Each record beneath this line is to be copied exactly.
[[ Material supplied, beginning ]]
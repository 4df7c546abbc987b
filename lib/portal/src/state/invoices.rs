//! Invoice page state, stored at `pages/invoices/list`.

use eduva_derive::state;
use serde::{Deserialize, Serialize};

use crate::model::Invoice;

#[state("pages/invoices/list")]
#[derive(Serialize, Deserialize)]
#[serde(rename_all = "camelCase")]
pub struct InvoiceList {
    pub rows: Vec<Invoice>,
    pub count: i64,
    pub loading: bool,
    #[serde(skip_serializing_if = "Option::is_none")]
    pub error: Option<String>,
}
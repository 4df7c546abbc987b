//! URL recognition.
//!
//! `recognize` matches a URL against the route table top-down, one child per
//! level, and produces a fresh [`RouteSnapshot`] chain. Definition order is
//! match order; `:name` segments capture parameters; `**` consumes whatever
//! remains. Query strings and fragments are ignored for matching.

use std::collections::BTreeMap;

use serde::Serialize;

use crate::config::{RouteData, RouteDef, RouteTable};

#[derive(Debug, thiserror::Error)]
pub enum RecognizeError {
    #[error("no route matches {url:?}")]
    NotFound { url: String },
}

/// One node of the activated chain.
#[derive(Debug, Clone, PartialEq, Serialize)]
pub struct MatchedRoute {
    /// Configured path of the route definition, `:name` left verbatim.
    pub config_path: String,
    /// Concrete URL segments this node consumed.
    pub matched: Vec<String>,
    /// Parameters captured by this node's `:name` segments.
    pub params: Vec<(String, String)>,
    pub page: String,
    pub data: RouteData,
}

/// The activated route chain for one URL, root first.
///
/// Produced fresh on every recognition; nothing is cached between
/// navigations.
#[derive(Debug, Clone, PartialEq, Serialize)]
pub struct RouteSnapshot {
    /// Normalized URL that was matched (`/` plus the joined segments).
    pub url: String,
    /// Parameters over the whole chain; deeper captures shadow shallower
    /// ones of the same name.
    pub params: BTreeMap<String, String>,
    pub chain: Vec<MatchedRoute>,
}

impl RouteSnapshot {
    /// Deepest activated node.
    pub fn leaf(&self) -> Option<&MatchedRoute> {
        self.chain.last()
    }

    /// Page identifier of the deepest node.
    pub fn page(&self) -> Option<&str> {
        self.leaf().map(|n| n.page.as_str())
    }

    pub fn param(&self, name: &str) -> Option<&str> {
        self.params.get(name).map(String::as_str)
    }
}

/// Match `url` against the table.
///
/// Falls through to a configured `**` route for unknown URLs; errors only
/// when the table has no catch-all either.
pub fn recognize(table: &RouteTable, url: &str) -> Result<RouteSnapshot, RecognizeError> {
    let segments = split_url(url);
    for def in &table.routes {
        if let Some(chain) = match_def(def, &segments) {
            let snapshot = build_snapshot(&segments, chain);
            tracing::trace!(url, page = snapshot.page(), "route recognized");
            return Ok(snapshot);
        }
    }
    tracing::debug!(url, "no route matched");
    Err(RecognizeError::NotFound {
        url: url.to_string(),
    })
}

/// Path segments of `url`, query string and fragment stripped.
fn split_url(url: &str) -> Vec<String> {
    let path = url.split(['?', '#']).next().unwrap_or("");
    path.trim_matches('/')
        .split('/')
        .filter(|s| !s.is_empty())
        .map(str::to_string)
        .collect()
}

/// Match one definition against the remaining segments, returning the chain
/// from this node down to the leaf.
fn match_def(def: &RouteDef, segments: &[String]) -> Option<Vec<MatchedRoute>> {
    if def.is_catch_all() {
        return Some(vec![MatchedRoute {
            config_path: def.path.clone(),
            matched: segments.to_vec(),
            params: Vec::new(),
            page: def.page.clone(),
            data: def.data.clone(),
        }]);
    }

    let config = def.segments();
    if segments.len() < config.len() {
        return None;
    }
    let mut params = Vec::new();
    for (piece, segment) in config.iter().zip(segments) {
        match piece.strip_prefix(':') {
            Some(name) => params.push((name.to_string(), segment.clone())),
            None => {
                if *piece != segment.as_str() {
                    return None;
                }
            }
        }
    }

    let rest = &segments[config.len()..];
    let node = MatchedRoute {
        config_path: def.path.clone(),
        matched: segments[..config.len()].to_vec(),
        params,
        page: def.page.clone(),
        data: def.data.clone(),
    };

    if rest.is_empty() {
        // Fully consumed. Descend into an empty-path default child when one
        // exists, otherwise this node is the leaf.
        let tail = def
            .children
            .iter()
            .filter(|c| c.path.is_empty())
            .find_map(|c| match_def(c, rest));
        let mut chain = vec![node];
        if let Some(mut tail) = tail {
            chain.append(&mut tail);
        }
        return Some(chain);
    }

    let mut tail = def.children.iter().find_map(|c| match_def(c, rest))?;
    let mut chain = vec![node];
    chain.append(&mut tail);
    Some(chain)
}

fn build_snapshot(segments: &[String], chain: Vec<MatchedRoute>) -> RouteSnapshot {
    let mut url = String::from("/");
    url.push_str(&segments.join("/"));
    let mut params = BTreeMap::new();
    for node in &chain {
        for (name, value) in &node.params {
            params.insert(name.clone(), value.clone());
        }
    }
    RouteSnapshot { url, params, chain }
}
[[ Material supplied, end ]]
--- Exercise answer ---
repository 4df7c546abbc987b
filename lib/portal/src/state/invoices.rs
//! Invoice page state, stored at `pages/invoices/list`.

use eduva_derive::state;
use serde::{Deserialize, Serialize};

use crate::model::Invoice;

#[state("pages/invoices/list")]
#[derive(Serialize, Deserialize)]
#[serde(rename_all = "camelCase")]
pub struct InvoiceList {
    pub rows: Vec<Invoice>,
    pub count: i64,
    pub loading: bool,
    #[serde(skip_serializing_if = "Option::is_none")]
    pub error: Option<String>,
}
repository 4df7c546abbc987b
//! URL recognition.
//!
//! `recognize` matches a URL against the route table top-down, one child per
//! level, and produces a fresh [`RouteSnapshot`] chain. Definition order is
//! match order; `:name` segments capture parameters; `**` consumes whatever
//! remains. Query strings and fragments are ignored for matching.

use std::collections::BTreeMap;

use serde::Serialize;

use crate::config::{RouteData, RouteDef, RouteTable};

#[derive(Debug, thiserror::Error)]
pub enum RecognizeError {
    #[error("no route matches {url:?}")]
    NotFound { url: String },
}

/// One node of the activated chain.
#[derive(Debug, Clone, PartialEq, Serialize)]
pub struct MatchedRoute {
    /// Configured path of the route definition, `:name` left verbatim.
    pub config_path: String,
    /// Concrete URL segments this node consumed.
    pub matched: Vec<String>,
    /// Parameters captured by this node's `:name` segments.
    pub params: Vec<(String, String)>,
    pub page: String,
    pub data: RouteData,
}

/// The activated route chain for one URL, root first.
///
/// Produced fresh on every recognition; nothing is cached between
/// navigations.
#[derive(Debug, Clone, PartialEq, Serialize)]
pub struct RouteSnapshot {
    /// Normalized URL that was matched (`/` plus the joined segments).
    pub url: String,
    /// Parameters over the whole chain; deeper captures shadow shallower
    /// ones of the same name.
    pub params: BTreeMap<String, String>,
    pub chain: Vec<MatchedRoute>,
}

impl RouteSnapshot {
    /// Deepest activated node.
    pub fn leaf(&self) -> Option<&MatchedRoute> {
        self.chain.last()
    }

    /// Page identifier of the deepest node.
    pub fn page(&self) -> Option<&str> {
        self.leaf().map(|n| n.page.as_str())
    }

    pub fn param(&self, name: &str) -> Option<&str> {
        self.params.get(name).map(String::as_str)
    }
}

/// Match `url` against the table.
///
/// Falls through to a configured `**` route for unknown URLs; errors only
/// when the table has no catch-all either.
pub fn recognize(table: &RouteTable, url: &str) -> Result<RouteSnapshot, RecognizeError> {
    let segments = split_url(url);
    for def in &table.routes {
        if let Some(chain) = match_def(def, &segments) {
            let snapshot = build_snapshot(&segments, chain);
            tracing::trace!(url, page = snapshot.page(), "route recognized");
            return Ok(snapshot);
        }
    }
    tracing::debug!(url, "no route matched");
    Err(RecognizeError::NotFound {
        url: url.to_string(),
    })
}

/// Path segments of `url`, query string and fragment stripped.
fn split_url(url: &str) -> Vec<String> {
    let path = url.split(['?', '#']).next().unwrap_or("");
    path.trim_matches('/')
        .split('/')
        .filter(|s| !s.is_empty())
        .map(str::to_string)
        .collect()
}

/// Match one definition against the remaining segments, returning the chain
/// from this node down to the leaf.
fn match_def(def: &RouteDef, segments: &[String]) -> Option<Vec<MatchedRoute>> {
    if def.is_catch_all() {
        return Some(vec![MatchedRoute {
            config_path: def.path.clone(),
            matched: segments.to_vec(),
            params: Vec::new(),
            page: def.page.clone(),
            data: def.data.clone(),
        }]);
    }

    let config = def.segments();
    if segments.len() < config.len() {
        return None;
    }
    let mut params = Vec::new();
    for (piece, segment) in config.iter().zip(segments) {
        match piece.strip_prefix(':') {
            Some(name) => params.push((name.to_string(), segment.clone())),
            None => {
                if *piece != segment.as_str() {
                    return None;
                }
            }
        }
    }

    let rest = &segments[config.len()..];
    let node = MatchedRoute {
        config_path: def.path.clone(),
        matched: segments[..config.len()].to_vec(),
        params,
        page: def.page.clone(),
        data: def.data.clone(),
    };

    if rest.is_empty() {
        // Fully consumed. Descend into an empty-path default child when one
        // exists, otherwise this node is the leaf.
        let tail = def
            .children
            .iter()
            .filter(|c| c.path.is_empty())
            .find_map(|c| match_def(c, rest));
        let mut chain = vec![node];
        if let Some(mut tail) = tail {
            chain.append(&mut tail);
        }
        return Some(chain);
    }

    let mut tail = def.children.iter().find_map(|c| match_def(c, rest))?;
    let mut chain = vec![node];
    chain.append(&mut tail);
    Some(chain)
}

fn build_snapshot(segments: &[String], chain: Vec<MatchedRoute>) -> RouteSnapshot {
    let mut url = String::from("/");
    url.push_str(&segments.join("/"));
    let mut params = BTreeMap::new();
    for node in &chain {
        for (name, value) in &node.params {
            params.insert(name.clone(), value.clone());
        }
    }
    RouteSnapshot { url, params, chain }
}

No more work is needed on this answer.